In this opportunity, we explain how to export a MetaHuman to Unreal Engine.
A practical guide to the MetaHuman export pipeline: Quixel Bridge, the Groom and RigLogic plugins, and bringing a photorealistic digital human into Unreal Engine 4.
This post documents the process of exporting a MetaHuman character from Quixel Bridge into Unreal Engine 4 — a pipeline workflow rather than a game prototype. MetaHuman Creator was released by Epic in early 2021 as a web-based tool for creating photorealistic digital human characters, and this was an early exploration of how those characters move from the creation tool into a live Unreal project.
You can watch the export process in action here: YouTube
What MetaHuman Is
MetaHuman Creator is Epic’s cloud-based character creation tool that produces high-fidelity human characters — complete with facial rig, hair, body, clothing, and LODs — without requiring custom modeling or rigging work. Characters created in the tool are exported directly into Unreal via Quixel Bridge, arriving as fully rigged, animation-ready assets.
The characters use Epic’s proprietary facial animation system driven by RigLogic — a performance-capture-compatible facial rig that deforms the character’s face using a compact set of control curves rather than individual bone transforms. This is the same rig technology used in Epic’s own cinematic productions, and it’s designed to work with facial motion capture data as well as keyframed animation.
Hair and eyebrows use Unreal’s Groom system — strand-based hair rendered with physically accurate simulation and lighting. Groom hair produces significantly more realistic results than texture-card-based hair but is more computationally expensive, requiring the Groom plugin and hardware that supports strand-based rendering.
Export Pipeline
The export process connects three tools in sequence:
MetaHuman Creator (web-based) is where the character is designed — facial features, skin, hair color, clothing, body type. The tool provides a library of preset shapes that can be blended and adjusted, producing the final character definition that’s stored in Epic’s cloud.
Quixel Bridge is the desktop bridge application that connects Epic’s asset ecosystem to Unreal. After creating a MetaHuman in the web tool, it appears in Quixel Bridge where it can be downloaded and exported directly into an open Unreal project. The export settings in Bridge control which LODs are included, whether hair assets are exported, and the target project path.
Unreal Engine 4.26+ receives the exported character as a complete actor Blueprint with all mesh components, materials, and animation assets already configured. Two plugins must be enabled before the export: Groom for hair rendering and RigLogic for the facial animation system. Without these, the export will succeed but the character will be missing critical components.
Post-Export Setup
After the export, Unreal typically prompts to enable additional settings required by the MetaHuman’s rendering features — compute skin cache, ray tracing support for hair, and other rendering options that the MetaHuman’s high-quality materials depend on. These prompts should be accepted; ignoring them results in visual artifacts on the character’s skin and hair.
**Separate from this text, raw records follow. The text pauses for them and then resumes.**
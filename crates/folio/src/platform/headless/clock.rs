//! Virtual time for headless sessions.
//!
//! Timers are one-shot and only fire when time is advanced explicitly, so
//! settle delays run instantly and in a deterministic order.

use std::cmp::Ordering;
use std::collections::BinaryHeap;

#[derive(Debug)]
struct TimerEntry<T> {
    fire_at_ms: u64,
    /// Registration order, for stable firing among equal deadlines.
    seq: u64,
    payload: T,
}

impl<T> PartialEq for TimerEntry<T> {
    fn eq(&self, other: &Self) -> bool {
        self.fire_at_ms == other.fire_at_ms && self.seq == other.seq
    }
}

impl<T> Eq for TimerEntry<T> {}

impl<T> PartialOrd for TimerEntry<T> {
    fn partial_cmp(&self, other: &Self) -> Option<Ordering> {
        Some(self.cmp(other))
    }
}

impl<T> Ord for TimerEntry<T> {
    fn cmp(&self, other: &Self) -> Ordering {
        // Min-heap on (fire_at_ms, seq)
        other
            .fire_at_ms
            .cmp(&self.fire_at_ms)
            .then_with(|| other.seq.cmp(&self.seq))
    }
}

#[derive(Debug)]
pub struct VirtualClock<T> {
    current_time_ms: u64,
    next_seq: u64,
    pending: BinaryHeap<TimerEntry<T>>,
}

impl<T> VirtualClock<T> {
    pub fn new() -> Self {
        Self {
            current_time_ms: 0,
            next_seq: 0,
            pending: BinaryHeap::new(),
        }
    }

    pub fn now_ms(&self) -> u64 {
        self.current_time_ms
    }

    pub fn schedule(&mut self, payload: T, delay_ms: u32) {
        let seq = self.next_seq;
        self.next_seq += 1;
        self.pending.push(TimerEntry {
            fire_at_ms: self.current_time_ms + u64::from(delay_ms),
            seq,
            payload,
        });
    }

    /// Advance virtual time and return the payloads of every timer that
    /// came due, in firing order.
    pub fn advance_by(&mut self, ms: u64) -> Vec<T> {
        let target_time = self.current_time_ms + ms;
        let mut fired = Vec::new();
        while self
            .pending
            .peek()
            .is_some_and(|entry| entry.fire_at_ms <= target_time)
        {
            if let Some(entry) = self.pending.pop() {
                fired.push(entry.payload);
            }
        }
        self.current_time_ms = target_time;
        fired
    }

    pub fn time_to_next(&self) -> Option<u64> {
        self.pending
            .peek()
            .map(|entry| entry.fire_at_ms.saturating_sub(self.current_time_ms))
    }

    /// Drop every scheduled timer.
    pub fn clear(&mut self) {
        self.pending.clear();
    }
}

impl<T> Default for VirtualClock<T> {
    fn default() -> Self {
        Self::new()
    }
}

#[cfg(test)]
mod tests {
    use super::*;

    #[test]
    fn clock_starts_at_zero() {
        let clock = VirtualClock::<()>::new();
        assert_eq!(clock.now_ms(), 0);
        assert_eq!(clock.time_to_next(), None);
    }

    #[test]
    fn timer_fires_once_at_deadline() {
        let mut clock = VirtualClock::new();
        clock.schedule("about", 100);
        assert!(clock.advance_by(99).is_empty());
        assert_eq!(clock.time_to_next(), Some(1));
        assert_eq!(clock.advance_by(1), vec!["about"]);
        assert!(clock.advance_by(1000).is_empty());
        assert_eq!(clock.now_ms(), 1100);
    }

    #[test]
    fn equal_deadlines_fire_in_registration_order() {
        let mut clock = VirtualClock::new();
        clock.schedule(1, 100);
        clock.schedule(2, 50);
        clock.schedule(3, 100);
        assert_eq!(clock.advance_by(100), vec![2, 1, 3]);
    }

    #[test]
    fn clear_drops_everything() {
        let mut clock = VirtualClock::new();
        clock.schedule((), 10);
        clock.clear();
        assert!(clock.advance_by(10).is_empty());
    }
}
The exported MetaHuman Blueprint is immediately animatable — it can be placed in a level and driven by animation sequences or Live Link facial capture. The facial rig’s control curves are exposed as animation parameters that any animation system can drive: hand-keyframed animation, motion capture retargeting, or procedural control via Animation Blueprint.
Context in the Series
This post sits at the intersection of character technology and the VFX background that runs through this series. MetaHuman’s RigLogic facial system and Groom hair rendering are technologies that connect real-time game development to the photorealistic character standards of visual effects production — the gap between a game character and a VFX character is smaller with MetaHuman than with any previous real-time character technology.
For a developer coming from DreamWorks and Sony, MetaHuman represents the convergence of production-quality character technology with real-time rendering constraints — a convergence that was still emerging in 2021 and has continued to develop significantly since.
Reflection
The MetaHuman export post is the shortest and most procedural in the series — it documents a pipeline step rather than a system design. Its value is different from the other posts: not architectural insight or gameplay design analysis, but a practical reference for a specific technical process that was new and underdocumented at the time it was written.
The process itself has evolved since UE4 — in UE5, MetaHuman integration is more seamless, with direct Fab integration replacing the Quixel Bridge workflow and improved LOD management. But the core concepts — RigLogic, Groom, the plugin requirements — remain relevant, and understanding them at the UE4 level provides a clearer picture of what UE5 improved and why.